The certification of smallpox eradication and implications for guinea worm, poliomyelitis, and other diseases: confirming and maintaining a negative
- PMID: 22185832
- DOI: 10.1016/j.vaccine.2011.06.018
The certification of smallpox eradication and implications for guinea worm, poliomyelitis, and other diseases: confirming and maintaining a negative
Abstract
Rigorous, independent, confirmation of disease eradication is necessary to assure credibility of the claimed accomplishment. The criteria and procedures for formal certification of global disease freedom are based on the biological and epidemiological features of the pathogen and its manifestations. Certification activities by previously endemic and at-risk countries include comprehensive documentation focusing on surveillance, reports of national independent review groups, and special field surveys. National and regional results are reviewed by authoritative International Commissions (ICs) which verify the findings by field visits. The ICs present their results to an independent WHO-convened group ("Global Commission" for smallpox), members of which participate in field visits. When fully satisfied, the Global Commission makes conclusions and recommendations to the World Health Assembly (WHA).
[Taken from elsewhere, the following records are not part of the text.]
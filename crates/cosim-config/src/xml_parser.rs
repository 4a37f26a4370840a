//! XML documents to [Dictionary]
//!
//! Elements are interpreted by their attributes, not by their tag names:
//! - `model="<name>"` opens a [ConfigValue::Model] scope
//! - `datatype="DICTIONARY"` opens a [ConfigValue::Dictionary] scope
//! - `datatype="INT" | "INTEGER" | "FLOAT" | "STRING"` is a scalar leaf
//! - `datatype="ARRAY"` is a numeric sequence leaf, split on `sep` and typed by `dtype`
//! - elements without any of these are transparent: their children attach to the enclosing scope
//!
//! Every value is attached under its tag name to the innermost open model/dictionary, or to the
//! top level mapping when there is none.
use crate::value::{ConfigValue, Dictionary};
use quick_xml::events::{BytesStart, Event};
use std::path::Path;

/// Parser behaviour knobs
#[derive(Debug, Clone, Copy, Default)]
pub struct ParseOptions {
    /// Reject leaves without a recognized `datatype` instead of storing [ConfigValue::Null]
    pub strict: bool,
}

#[derive(derive_new::new, Debug, Clone, Default)]
pub struct StructuredXmlParser {
    options: ParseOptions,
}

impl StructuredXmlParser {
    pub fn parse(&self, path: &Path) -> Result<Dictionary, ParseError> {
        tracing::info!(path=%path.display(), "loading file");

        let contents = std::fs::read_to_string(path).map_err(|source| ParseError::Io {
            source_name: path.display().to_string(),
            source,
        })?;

        self.parse_str(&path.display().to_string(), &contents)
    }

    /// Parse an in-memory document, `source_name` is only used for error messages
    pub fn parse_str(&self, source_name: &str, contents: &str) -> Result<Dictionary, ParseError> {
        DocumentBuilder::new(source_name, self.options).build(contents)
    }
}

/// An open element
#[derive(Debug)]
enum Scope {
    Transparent {
        tag: String,
        has_children: bool,
    },
    Model {
        tag: String,
        name: String,
        fields: Dictionary,
    },
    Dictionary {
        tag: String,
        entries: Dictionary,
    },
    Leaf {
        tag: String,
        datatype: String,
        sep: Option<String>,
        dtype: Option<String>,
        text: String,
    },
}

/// Per-document accumulator state
struct DocumentBuilder<'s> {
    source_name: &'s str,
    options: ParseOptions,
    root: Dictionary,
    stack: Vec<Scope>,
}

impl<'s> DocumentBuilder<'s> {
    fn new(source_name: &'s str, options: ParseOptions) -> Self {
        Self {
            source_name,
            options,
            root: Default::default(),
            stack: Default::default(),
        }
    }

    fn build(mut self, contents: &str) -> Result<Dictionary, ParseError> {
        let mut reader = quick_xml::Reader::from_str(contents);
        reader.config_mut().trim_text(true);

        loop {
            match reader.read_event().map_err(|e| self.malformed(e))? {
                Event::Start(start) => self.open(&start)?,
                Event::Empty(start) => {
                    self.open(&start)?;
                    self.close()?;
                }
                Event::End(_) => self.close()?,
                Event::Text(text) => {
                    let text = text.unescape().map_err(|e| self.malformed(e))?;
                    self.push_text(&text);
                }
                Event::CData(cdata) => {
                    let text = String::from_utf8_lossy(&cdata.into_inner()).into_owned();
                    self.push_text(&text);
                }
                Event::Eof => break,
                _ => {}
            }
        }

        if let Some(scope) = self.stack.last() {
            return Err(ParseError::Unclosed {
                source_name: self.source_name.to_string(),
                tag: scope.tag().to_string(),
            });
        }

        Ok(self.root)
    }

    fn open(&mut self, start: &BytesStart) -> Result<(), ParseError> {
        let tag = String::from_utf8_lossy(start.name().as_ref()).into_owned();

        let mut model = None;
        let mut datatype = None;
        let mut sep = None;
        let mut dtype = None;
        for attribute in start.attributes() {
            let attribute = attribute.map_err(|e| self.malformed(e.into()))?;
            let value = attribute
                .unescape_value()
                .map_err(|e| self.malformed(e))?
                .into_owned();
            match attribute.key.as_ref() {
                b"model" => model = Some(value),
                b"datatype" => datatype = Some(value.to_uppercase()),
                b"sep" => sep = Some(value),
                b"dtype" => dtype = Some(value.to_uppercase()),
                _ => {}
            }
        }

        if let Some(Scope::Transparent { has_children, .. }) = self.stack.last_mut() {
            *has_children = true;
        }

        let scope = match (model, datatype) {
            (Some(name), _) => {
                tracing::debug!(%tag, model=%name, "model found");
                Scope::Model {
                    tag,
                    name,
                    fields: Default::default(),
                }
            }
            (None, Some(datatype)) if datatype == "DICTIONARY" => Scope::Dictionary {
                tag,
                entries: Default::default(),
            },
            (None, Some(datatype)) => Scope::Leaf {
                tag,
                datatype,
                sep,
                dtype,
                text: String::new(),
            },
            (None, None) => Scope::Transparent {
                tag,
                has_children: false,
            },
        };

        self.stack.push(scope);
        Ok(())
    }

    fn push_text(&mut self, text: &str) {
        if let Some(Scope::Leaf { text: buffer, .. }) = self.stack.last_mut() {
            buffer.push_str(text);
        }
    }

    fn close(&mut self) -> Result<(), ParseError> {
        let Some(scope) = self.stack.pop() else {
            return Err(ParseError::Unbalanced {
                source_name: self.source_name.to_string(),
            });
        };

        match scope {
            Scope::Transparent { tag, has_children } => {
                if !has_children {
                    // an untyped element without children is an undeclared leaf
                    let value = self.undeclared(&tag, None)?;
                    self.attach(tag, value);
                }
            }
            Scope::Model { tag, name, fields } => {
                self.attach(tag, ConfigValue::Model { name, fields });
            }
            Scope::Dictionary { tag, entries } => {
                self.attach(tag, ConfigValue::Dictionary(entries));
            }
            Scope::Leaf {
                tag,
                datatype,
                sep,
                dtype,
                text,
            } => {
                let value = match datatype.as_str() {
                    "INT" | "INTEGER" => self.coerce_integer(&tag, &datatype, &text)?,
                    "FLOAT" => self.coerce_float(&tag, &datatype, &text)?,
                    "STRING" => ConfigValue::String(text),
                    "ARRAY" => self.coerce_array(&tag, sep.as_deref(), dtype.as_deref(), &text)?,
                    _ => self.undeclared(&tag, Some(&datatype))?,
                };
                self.attach(tag, value);
            }
        }

        Ok(())
    }

    /// Attach to the innermost model or dictionary, or to the top level
    fn attach(&mut self, tag: String, value: ConfigValue) {
        let container = self.stack.iter_mut().rev().find_map(|scope| match scope {
            Scope::Model { fields, .. } => Some(fields),
            Scope::Dictionary { entries, .. } => Some(entries),
            _ => None,
        });

        match container {
            Some(container) => container.insert(tag, value),
            None => self.root.insert(tag, value),
        };
    }

    fn undeclared(&self, tag: &str, datatype: Option<&str>) -> Result<ConfigValue, ParseError> {
        if self.options.strict {
            return Err(ParseError::UndeclaredDatatype {
                source_name: self.source_name.to_string(),
                tag: tag.to_string(),
                datatype: datatype.map(str::to_string),
            });
        }

        tracing::warn!(source=%self.source_name, %tag, ?datatype, "unknown datatype, using null");
        Ok(ConfigValue::Null)
    }

    fn coerce_integer(
        &self,
        tag: &str,
        datatype: &str,
        text: &str,
    ) -> Result<ConfigValue, ParseError> {
        text.parse::<i64>()
            .map(ConfigValue::Integer)
            .map_err(|_| self.coercion_error(tag, datatype, text))
    }

    fn coerce_float(
        &self,
        tag: &str,
        datatype: &str,
        text: &str,
    ) -> Result<ConfigValue, ParseError> {
        text.parse::<f64>()
            .map(ConfigValue::Float)
            .map_err(|_| self.coercion_error(tag, datatype, text))
    }

    fn coerce_array(
        &self,
        tag: &str,
        sep: Option<&str>,
        dtype: Option<&str>,
        text: &str,
    ) -> Result<ConfigValue, ParseError> {
        let dtype = dtype.unwrap_or("FLOAT");
        if !matches!(dtype, "INT" | "INTEGER" | "FLOAT") {
            return Err(ParseError::UnknownArrayDtype {
                source_name: self.source_name.to_string(),
                tag: tag.to_string(),
                dtype: dtype.to_string(),
            });
        }

        let items: Vec<&str> = match sep {
            Some("") => {
                return Err(ParseError::EmptySeparator {
                    source_name: self.source_name.to_string(),
                    tag: tag.to_string(),
                })
            }
            Some(sep) => text
                .split(sep)
                .map(str::trim)
                .filter(|item| !item.is_empty())
                .collect(),
            None => text.split_whitespace().collect(),
        };

        items
            .into_iter()
            .map(|item| match dtype {
                "FLOAT" => self.coerce_float(tag, dtype, item),
                _ => self.coerce_integer(tag, dtype, item),
            })
            .collect::<Result<Vec<_>, _>>()
            .map(ConfigValue::Array)
    }

    fn coercion_error(&self, tag: &str, datatype: &str, text: &str) -> ParseError {
        ParseError::TypeCoercion {
            source_name: self.source_name.to_string(),
            tag: tag.to_string(),
            datatype: datatype.to_string(),
            text: text.to_string(),
        }
    }

    fn malformed(&self, source: quick_xml::Error) -> ParseError {
        ParseError::Malformed {
            source_name: self.source_name.to_string(),
            source,
        }
    }
}

impl Scope {
    fn tag(&self) -> &str {
        match self {
            Scope::Transparent { tag, .. }
            | Scope::Model { tag, .. }
            | Scope::Dictionary { tag, .. }
            | Scope::Leaf { tag, .. } => tag,
        }
    }
}

#[derive(thiserror::Error, Debug)]
pub enum ParseError {
    #[error("{source_name}: unable to read file")]
    Io {
        source_name: String,
        source: std::io::Error,
    },
    #[error("{source_name}: malformed xml")]
    Malformed {
        source_name: String,
        source: quick_xml::Error,
    },
    #[error("{source_name}: <{tag}> was never closed")]
    Unclosed { source_name: String, tag: String },
    #[error("{source_name}: closing tag without matching opening tag")]
    Unbalanced { source_name: String },
    #[error("{source_name}: <{tag}> datatype {datatype} does not accept {text:?}")]
    TypeCoercion {
        source_name: String,
        tag: String,
        datatype: String,
        text: String,
    },
    #[error("{source_name}: <{tag}> has no recognized datatype (found {datatype:?})")]
    UndeclaredDatatype {
        source_name: String,
        tag: String,
        datatype: Option<String>,
    },
    #[error("{source_name}: <{tag}> array separator must not be empty")]
    EmptySeparator { source_name: String, tag: String },
    #[error("{source_name}: <{tag}> unknown array dtype {dtype}")]
    UnknownArrayDtype {
        source_name: String,
        tag: String,
        dtype: String,
    },
}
Smallpox was confirmed eradicated in 1980 by the WHA less than three years after the last naturally occurring case was detected. Dracunculiasis (guinea worm) freedom has been certified in 187 countries. Regional commissions have certified the Americas, Asia, and Europe polio-free; however, re-establishment of endemic foci in countries previously declared disease-free has created special challenges for completing this program. Post-eradication activities require attention to surveillance, maximum security of the microbial agent, and essential research to assure maintenance of disease freedom.